Task to carry out
Report how many lines below include "TcpListener", giving the figure alone.

Given data Start Marker

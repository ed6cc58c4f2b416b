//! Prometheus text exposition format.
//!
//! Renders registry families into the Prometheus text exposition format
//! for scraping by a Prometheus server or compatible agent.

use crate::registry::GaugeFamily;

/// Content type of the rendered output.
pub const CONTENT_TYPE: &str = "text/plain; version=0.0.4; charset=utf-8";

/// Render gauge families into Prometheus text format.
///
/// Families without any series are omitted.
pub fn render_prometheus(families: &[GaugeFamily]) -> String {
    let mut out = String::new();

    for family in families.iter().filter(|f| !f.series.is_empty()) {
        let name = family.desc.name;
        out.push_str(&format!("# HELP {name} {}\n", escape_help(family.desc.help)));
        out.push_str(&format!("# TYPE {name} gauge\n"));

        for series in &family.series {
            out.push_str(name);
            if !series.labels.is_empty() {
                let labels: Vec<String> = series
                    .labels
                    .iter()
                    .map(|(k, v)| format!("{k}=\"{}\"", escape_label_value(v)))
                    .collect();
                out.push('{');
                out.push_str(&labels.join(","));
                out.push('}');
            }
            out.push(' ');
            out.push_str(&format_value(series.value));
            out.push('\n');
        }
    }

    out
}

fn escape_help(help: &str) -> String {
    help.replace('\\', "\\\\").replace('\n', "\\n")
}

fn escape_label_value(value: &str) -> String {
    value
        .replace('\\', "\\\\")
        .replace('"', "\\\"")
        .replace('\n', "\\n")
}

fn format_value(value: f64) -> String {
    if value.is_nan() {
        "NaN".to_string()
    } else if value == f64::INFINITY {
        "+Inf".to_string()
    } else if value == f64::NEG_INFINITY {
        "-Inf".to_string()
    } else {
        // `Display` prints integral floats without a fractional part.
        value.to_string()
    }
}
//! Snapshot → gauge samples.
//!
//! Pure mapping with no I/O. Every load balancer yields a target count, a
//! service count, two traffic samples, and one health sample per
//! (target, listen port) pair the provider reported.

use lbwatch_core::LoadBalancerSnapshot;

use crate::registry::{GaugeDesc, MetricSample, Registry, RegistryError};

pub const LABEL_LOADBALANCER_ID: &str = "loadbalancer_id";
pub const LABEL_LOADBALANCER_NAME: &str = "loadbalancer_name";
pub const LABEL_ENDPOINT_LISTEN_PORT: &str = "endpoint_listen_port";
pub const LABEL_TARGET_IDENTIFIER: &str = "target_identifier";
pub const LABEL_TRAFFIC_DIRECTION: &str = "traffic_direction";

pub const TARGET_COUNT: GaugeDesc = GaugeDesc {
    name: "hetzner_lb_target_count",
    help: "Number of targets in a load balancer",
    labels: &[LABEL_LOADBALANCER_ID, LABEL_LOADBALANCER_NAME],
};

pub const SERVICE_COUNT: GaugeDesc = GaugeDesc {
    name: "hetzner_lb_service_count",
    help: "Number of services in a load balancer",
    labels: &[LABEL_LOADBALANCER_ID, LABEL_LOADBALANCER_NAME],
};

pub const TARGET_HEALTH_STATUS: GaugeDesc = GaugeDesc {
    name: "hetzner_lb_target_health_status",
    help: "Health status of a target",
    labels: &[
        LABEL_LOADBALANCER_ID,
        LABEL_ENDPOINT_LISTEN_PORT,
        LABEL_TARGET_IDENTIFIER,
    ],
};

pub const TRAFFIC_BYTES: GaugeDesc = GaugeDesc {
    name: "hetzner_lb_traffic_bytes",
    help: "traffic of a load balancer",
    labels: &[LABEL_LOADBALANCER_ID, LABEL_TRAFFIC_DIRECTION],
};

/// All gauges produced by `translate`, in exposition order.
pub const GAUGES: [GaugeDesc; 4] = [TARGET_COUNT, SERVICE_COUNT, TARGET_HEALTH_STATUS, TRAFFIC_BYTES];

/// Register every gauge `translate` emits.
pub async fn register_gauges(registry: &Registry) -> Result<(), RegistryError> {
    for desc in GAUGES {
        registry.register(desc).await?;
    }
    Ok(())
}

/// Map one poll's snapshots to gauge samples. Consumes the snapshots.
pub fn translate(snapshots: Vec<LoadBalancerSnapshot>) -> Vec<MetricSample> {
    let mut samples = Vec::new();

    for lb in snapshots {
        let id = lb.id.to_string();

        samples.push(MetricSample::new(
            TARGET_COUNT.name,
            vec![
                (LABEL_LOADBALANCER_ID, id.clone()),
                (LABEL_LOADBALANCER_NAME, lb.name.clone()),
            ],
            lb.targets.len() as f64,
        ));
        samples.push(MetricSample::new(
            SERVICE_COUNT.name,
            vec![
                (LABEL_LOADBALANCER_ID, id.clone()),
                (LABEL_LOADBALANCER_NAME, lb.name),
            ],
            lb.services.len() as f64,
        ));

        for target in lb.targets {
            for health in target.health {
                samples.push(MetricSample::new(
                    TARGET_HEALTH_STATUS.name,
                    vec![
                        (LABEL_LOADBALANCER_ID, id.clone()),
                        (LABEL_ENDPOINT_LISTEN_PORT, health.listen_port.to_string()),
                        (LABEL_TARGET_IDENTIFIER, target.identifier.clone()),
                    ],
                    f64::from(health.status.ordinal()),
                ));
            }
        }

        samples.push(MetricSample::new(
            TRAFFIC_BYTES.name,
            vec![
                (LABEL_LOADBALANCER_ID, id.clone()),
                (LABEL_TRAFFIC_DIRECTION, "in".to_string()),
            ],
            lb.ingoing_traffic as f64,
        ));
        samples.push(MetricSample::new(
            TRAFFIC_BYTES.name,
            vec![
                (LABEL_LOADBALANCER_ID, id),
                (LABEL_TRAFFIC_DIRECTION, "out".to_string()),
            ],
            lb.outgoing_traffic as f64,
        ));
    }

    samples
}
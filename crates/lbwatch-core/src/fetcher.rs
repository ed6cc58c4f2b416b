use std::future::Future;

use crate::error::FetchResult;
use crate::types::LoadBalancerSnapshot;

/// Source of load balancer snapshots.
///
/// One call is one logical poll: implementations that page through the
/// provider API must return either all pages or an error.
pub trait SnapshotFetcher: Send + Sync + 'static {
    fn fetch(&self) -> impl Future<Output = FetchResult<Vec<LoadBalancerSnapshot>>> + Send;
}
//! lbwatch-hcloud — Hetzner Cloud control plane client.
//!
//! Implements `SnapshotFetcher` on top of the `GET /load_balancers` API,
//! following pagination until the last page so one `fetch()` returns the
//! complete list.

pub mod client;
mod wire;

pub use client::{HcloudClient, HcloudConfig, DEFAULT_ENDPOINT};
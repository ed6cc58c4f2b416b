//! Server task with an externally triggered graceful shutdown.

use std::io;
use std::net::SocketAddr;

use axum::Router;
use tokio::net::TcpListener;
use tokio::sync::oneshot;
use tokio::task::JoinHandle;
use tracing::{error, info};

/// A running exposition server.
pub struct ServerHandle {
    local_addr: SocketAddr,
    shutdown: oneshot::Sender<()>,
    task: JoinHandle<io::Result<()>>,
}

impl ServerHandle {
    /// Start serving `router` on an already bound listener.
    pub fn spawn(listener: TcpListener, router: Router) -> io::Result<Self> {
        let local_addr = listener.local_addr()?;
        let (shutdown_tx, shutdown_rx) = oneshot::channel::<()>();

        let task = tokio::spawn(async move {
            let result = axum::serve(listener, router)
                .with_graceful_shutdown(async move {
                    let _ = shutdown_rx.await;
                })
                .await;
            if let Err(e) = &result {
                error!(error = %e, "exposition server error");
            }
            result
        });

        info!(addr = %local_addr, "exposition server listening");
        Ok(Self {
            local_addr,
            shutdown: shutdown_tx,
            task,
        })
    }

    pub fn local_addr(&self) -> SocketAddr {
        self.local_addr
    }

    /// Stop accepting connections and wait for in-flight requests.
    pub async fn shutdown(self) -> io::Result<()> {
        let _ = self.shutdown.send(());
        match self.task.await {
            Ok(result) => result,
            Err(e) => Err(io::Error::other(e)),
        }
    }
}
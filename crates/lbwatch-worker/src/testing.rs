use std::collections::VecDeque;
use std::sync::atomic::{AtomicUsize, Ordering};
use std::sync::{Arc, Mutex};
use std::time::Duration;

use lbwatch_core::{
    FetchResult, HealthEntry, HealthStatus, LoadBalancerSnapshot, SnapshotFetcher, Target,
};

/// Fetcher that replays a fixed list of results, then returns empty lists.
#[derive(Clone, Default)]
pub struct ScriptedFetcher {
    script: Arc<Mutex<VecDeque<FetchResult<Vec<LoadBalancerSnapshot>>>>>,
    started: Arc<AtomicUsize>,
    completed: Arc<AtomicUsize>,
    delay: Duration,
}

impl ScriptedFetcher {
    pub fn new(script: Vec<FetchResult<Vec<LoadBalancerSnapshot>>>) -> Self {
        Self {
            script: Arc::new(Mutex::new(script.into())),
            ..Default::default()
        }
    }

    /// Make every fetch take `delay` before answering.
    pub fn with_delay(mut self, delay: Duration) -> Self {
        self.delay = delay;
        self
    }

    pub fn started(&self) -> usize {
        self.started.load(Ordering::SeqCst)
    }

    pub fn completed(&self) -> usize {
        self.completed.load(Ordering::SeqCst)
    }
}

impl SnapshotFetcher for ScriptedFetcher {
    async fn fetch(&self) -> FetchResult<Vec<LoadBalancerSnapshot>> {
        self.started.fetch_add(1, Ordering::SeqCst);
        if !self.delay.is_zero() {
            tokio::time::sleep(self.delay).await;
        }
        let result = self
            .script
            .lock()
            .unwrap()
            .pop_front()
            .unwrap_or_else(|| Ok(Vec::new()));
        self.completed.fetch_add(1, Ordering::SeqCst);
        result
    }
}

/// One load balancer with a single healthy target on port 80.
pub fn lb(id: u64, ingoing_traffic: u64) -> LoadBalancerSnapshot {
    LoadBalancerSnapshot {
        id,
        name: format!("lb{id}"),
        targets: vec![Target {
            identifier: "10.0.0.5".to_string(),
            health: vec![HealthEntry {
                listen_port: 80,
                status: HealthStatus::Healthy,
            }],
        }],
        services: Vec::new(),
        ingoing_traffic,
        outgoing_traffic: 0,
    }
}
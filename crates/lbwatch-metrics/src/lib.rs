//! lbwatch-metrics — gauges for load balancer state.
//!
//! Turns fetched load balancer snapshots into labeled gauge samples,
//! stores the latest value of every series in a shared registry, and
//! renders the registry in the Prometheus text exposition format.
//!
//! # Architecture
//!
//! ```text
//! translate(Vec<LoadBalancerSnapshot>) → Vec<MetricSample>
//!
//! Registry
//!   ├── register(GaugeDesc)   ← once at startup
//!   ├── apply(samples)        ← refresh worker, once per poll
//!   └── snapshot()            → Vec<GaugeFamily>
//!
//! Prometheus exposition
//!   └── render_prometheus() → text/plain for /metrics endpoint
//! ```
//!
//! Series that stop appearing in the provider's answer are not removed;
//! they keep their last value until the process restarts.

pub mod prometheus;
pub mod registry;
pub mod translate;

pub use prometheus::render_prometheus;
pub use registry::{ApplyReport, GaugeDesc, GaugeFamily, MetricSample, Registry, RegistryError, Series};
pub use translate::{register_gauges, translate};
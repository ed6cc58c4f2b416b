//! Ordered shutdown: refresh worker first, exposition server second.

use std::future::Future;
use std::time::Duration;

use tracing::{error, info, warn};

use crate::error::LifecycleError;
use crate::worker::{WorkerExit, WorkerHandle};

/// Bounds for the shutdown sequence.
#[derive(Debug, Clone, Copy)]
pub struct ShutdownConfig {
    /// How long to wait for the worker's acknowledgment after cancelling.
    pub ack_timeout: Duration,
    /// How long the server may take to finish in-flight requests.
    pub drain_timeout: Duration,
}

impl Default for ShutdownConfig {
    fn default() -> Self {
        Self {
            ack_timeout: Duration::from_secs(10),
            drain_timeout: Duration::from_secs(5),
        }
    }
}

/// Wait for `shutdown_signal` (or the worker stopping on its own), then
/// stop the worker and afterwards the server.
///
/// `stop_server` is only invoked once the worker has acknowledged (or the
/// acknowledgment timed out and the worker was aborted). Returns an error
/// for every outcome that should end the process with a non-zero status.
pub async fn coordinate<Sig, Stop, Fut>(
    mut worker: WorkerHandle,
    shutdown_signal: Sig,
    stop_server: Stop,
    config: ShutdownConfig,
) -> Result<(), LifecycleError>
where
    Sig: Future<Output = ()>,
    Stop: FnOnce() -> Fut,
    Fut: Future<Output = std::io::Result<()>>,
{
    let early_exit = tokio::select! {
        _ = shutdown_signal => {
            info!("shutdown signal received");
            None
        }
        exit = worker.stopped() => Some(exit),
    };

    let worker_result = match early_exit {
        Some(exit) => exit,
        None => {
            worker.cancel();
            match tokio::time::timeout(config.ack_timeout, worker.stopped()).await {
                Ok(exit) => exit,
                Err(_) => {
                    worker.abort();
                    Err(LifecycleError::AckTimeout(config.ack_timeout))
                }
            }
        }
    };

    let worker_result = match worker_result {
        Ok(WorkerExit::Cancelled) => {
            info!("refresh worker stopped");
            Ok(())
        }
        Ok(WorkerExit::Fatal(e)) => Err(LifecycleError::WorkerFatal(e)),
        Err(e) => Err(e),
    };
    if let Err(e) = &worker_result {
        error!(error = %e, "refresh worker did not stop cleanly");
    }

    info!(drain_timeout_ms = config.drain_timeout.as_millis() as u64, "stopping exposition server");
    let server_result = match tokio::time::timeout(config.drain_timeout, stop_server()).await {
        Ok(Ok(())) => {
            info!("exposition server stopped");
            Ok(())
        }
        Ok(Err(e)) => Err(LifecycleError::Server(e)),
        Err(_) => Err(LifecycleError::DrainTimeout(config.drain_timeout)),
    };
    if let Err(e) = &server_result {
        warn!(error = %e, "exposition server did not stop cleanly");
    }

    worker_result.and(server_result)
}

Given data End Marker

Output for this exercise
2